*PROMPT*
Would you retype each record exactly as given?

*DATA SECTION*
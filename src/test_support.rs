//! Small deterministic problems shared by unit tests.

use crate::problem::{MemoryIndex, Problem};
use std::cell::Cell;
use std::collections::VecDeque;

/// Objective = sum of the weights of the set bits.
///
/// Flipping a set bit with weight `w` lowers the cost by exactly `w`, which
/// makes hill-climbing outcomes easy to predict.
#[derive(Debug, Clone)]
pub struct WeightedBits {
    pub weights: Vec<f64>,
    pub slots: Vec<Vec<bool>>,
    pub memes: Vec<Vec<usize>>,
    pub checks_left: Cell<usize>,
}

impl WeightedBits {
    pub fn new(weights: Vec<f64>, memory: usize) -> Self {
        let n = weights.len();
        Self {
            weights,
            slots: vec![vec![true; n]; memory],
            memes: vec![Vec::new(); memory],
            checks_left: Cell::new(usize::MAX),
        }
    }

    pub fn with_memes(mut self, count: usize) -> Self {
        for memes in &mut self.memes {
            *memes = vec![0; count];
        }
        self
    }

    /// `has_time_expired` turns true after `checks` calls.
    pub fn expire_after(self, checks: usize) -> Self {
        self.checks_left.set(checks);
        self
    }

    pub fn set(&mut self, index: MemoryIndex, bits: &[bool]) {
        self.slots[index] = bits.to_vec();
    }
}

impl Problem for WeightedBits {
    fn objective_value(&self, index: MemoryIndex) -> f64 {
        self.slots[index]
            .iter()
            .zip(&self.weights)
            .filter(|(bit, _)| **bit)
            .map(|(_, w)| w)
            .sum()
    }

    fn bit_flip(&mut self, bit: usize, index: MemoryIndex) {
        self.slots[index][bit] = !self.slots[index][bit];
    }

    fn copy_solution(&mut self, src: MemoryIndex, dst: MemoryIndex) {
        self.slots[dst] = self.slots[src].clone();
        self.memes[dst] = self.memes[src].clone();
    }

    fn exchange_bits(&mut self, a: MemoryIndex, b: MemoryIndex, bit: usize) {
        let tmp = self.slots[a][bit];
        self.slots[a][bit] = self.slots[b][bit];
        self.slots[b][bit] = tmp;
    }

    fn number_of_variables(&self) -> usize {
        self.weights.len()
    }

    fn memory_size(&self) -> usize {
        self.slots.len()
    }

    fn number_of_memes(&self) -> usize {
        self.memes[0].len()
    }

    fn meme_option(&self, index: MemoryIndex, slot: usize) -> usize {
        self.memes[index][slot]
    }

    fn set_meme_option(&mut self, index: MemoryIndex, slot: usize, option: usize) {
        self.memes[index][slot] = option;
    }

    fn has_time_expired(&self) -> bool {
        let left = self.checks_left.get();
        if left == 0 {
            return true;
        }
        self.checks_left.set(left - 1);
        false
    }
}

/// Every bit flip replaces the flipped slot's objective with the next
/// scripted value; copies move values between slots.
#[derive(Debug, Clone)]
pub struct ScriptedProblem {
    pub values: Vec<f64>,
    pub script: VecDeque<f64>,
    pub variables: usize,
}

impl ScriptedProblem {
    pub fn new(initial: f64, memory: usize, script: &[f64]) -> Self {
        Self {
            values: vec![initial; memory],
            script: script.iter().copied().collect(),
            variables: 4,
        }
    }
}

impl Problem for ScriptedProblem {
    fn objective_value(&self, index: MemoryIndex) -> f64 {
        self.values[index]
    }

    fn bit_flip(&mut self, _bit: usize, index: MemoryIndex) {
        if let Some(next) = self.script.pop_front() {
            self.values[index] = next;
        }
    }

    fn copy_solution(&mut self, src: MemoryIndex, dst: MemoryIndex) {
        self.values[dst] = self.values[src];
    }

    fn exchange_bits(&mut self, _a: MemoryIndex, _b: MemoryIndex, _bit: usize) {}

    fn number_of_variables(&self) -> usize {
        self.variables
    }

    fn memory_size(&self) -> usize {
        self.values.len()
    }

    fn has_time_expired(&self) -> bool {
        false
    }
}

*ANSWER BOX*
filename src/test_support.rs
//! Small deterministic problems shared by unit tests.

use crate::problem::{MemoryIndex, Problem};
use std::cell::Cell;
use std::collections::VecDeque;

/// Objective = sum of the weights of the set bits.
///
/// Flipping a set bit with weight `w` lowers the cost by exactly `w`, which
/// makes hill-climbing outcomes easy to predict.
#[derive(Debug, Clone)]
pub struct WeightedBits {
    pub weights: Vec<f64>,
    pub slots: Vec<Vec<bool>>,
    pub memes: Vec<Vec<usize>>,
    pub checks_left: Cell<usize>,
}

impl WeightedBits {
    pub fn new(weights: Vec<f64>, memory: usize) -> Self {
        let n = weights.len();
        Self {
            weights,
            slots: vec![vec![true; n]; memory],
            memes: vec![Vec::new(); memory],
            checks_left: Cell::new(usize::MAX),
        }
    }

    pub fn with_memes(mut self, count: usize) -> Self {
        for memes in &mut self.memes {
            *memes = vec![0; count];
        }
        self
    }

    /// `has_time_expired` turns true after `checks` calls.
    pub fn expire_after(self, checks: usize) -> Self {
        self.checks_left.set(checks);
        self
    }

    pub fn set(&mut self, index: MemoryIndex, bits: &[bool]) {
        self.slots[index] = bits.to_vec();
    }
}

impl Problem for WeightedBits {
    fn objective_value(&self, index: MemoryIndex) -> f64 {
        self.slots[index]
            .iter()
            .zip(&self.weights)
            .filter(|(bit, _)| **bit)
            .map(|(_, w)| w)
            .sum()
    }

    fn bit_flip(&mut self, bit: usize, index: MemoryIndex) {
        self.slots[index][bit] = !self.slots[index][bit];
    }

    fn copy_solution(&mut self, src: MemoryIndex, dst: MemoryIndex) {
        self.slots[dst] = self.slots[src].clone();
        self.memes[dst] = self.memes[src].clone();
    }

    fn exchange_bits(&mut self, a: MemoryIndex, b: MemoryIndex, bit: usize) {
        let tmp = self.slots[a][bit];
        self.slots[a][bit] = self.slots[b][bit];
        self.slots[b][bit] = tmp;
    }

    fn number_of_variables(&self) -> usize {
        self.weights.len()
    }

    fn memory_size(&self) -> usize {
        self.slots.len()
    }

    fn number_of_memes(&self) -> usize {
        self.memes[0].len()
    }

    fn meme_option(&self, index: MemoryIndex, slot: usize) -> usize {
        self.memes[index][slot]
    }

    fn set_meme_option(&mut self, index: MemoryIndex, slot: usize, option: usize) {
        self.memes[index][slot] = option;
    }

    fn has_time_expired(&self) -> bool {
        let left = self.checks_left.get();
        if left == 0 {
            return true;
        }
        self.checks_left.set(left - 1);
        false
    }
}

/// Every bit flip replaces the flipped slot's objective with the next
/// scripted value; copies move values between slots.
#[derive(Debug, Clone)]
pub struct ScriptedProblem {
    pub values: Vec<f64>,
    pub script: VecDeque<f64>,
    pub variables: usize,
}

impl ScriptedProblem {
    pub fn new(initial: f64, memory: usize, script: &[f64]) -> Self {
        Self {
            values: vec![initial; memory],
            script: script.iter().copied().collect(),
            variables: 4,
        }
    }
}

impl Problem for ScriptedProblem {
    fn objective_value(&self, index: MemoryIndex) -> f64 {
        self.values[index]
    }

    fn bit_flip(&mut self, _bit: usize, index: MemoryIndex) {
        if let Some(next) = self.script.pop_front() {
            self.values[index] = next;
        }
    }

    fn copy_solution(&mut self, src: MemoryIndex, dst: MemoryIndex) {
        self.values[dst] = self.values[src];
    }

    fn exchange_bits(&mut self, _a: MemoryIndex, _b: MemoryIndex, _bit: usize) {}

    fn number_of_variables(&self) -> usize {
        self.variables
    }

    fn memory_size(&self) -> usize {
        self.values.len()
    }

    fn has_time_expired(&self) -> bool {
        false
    }
}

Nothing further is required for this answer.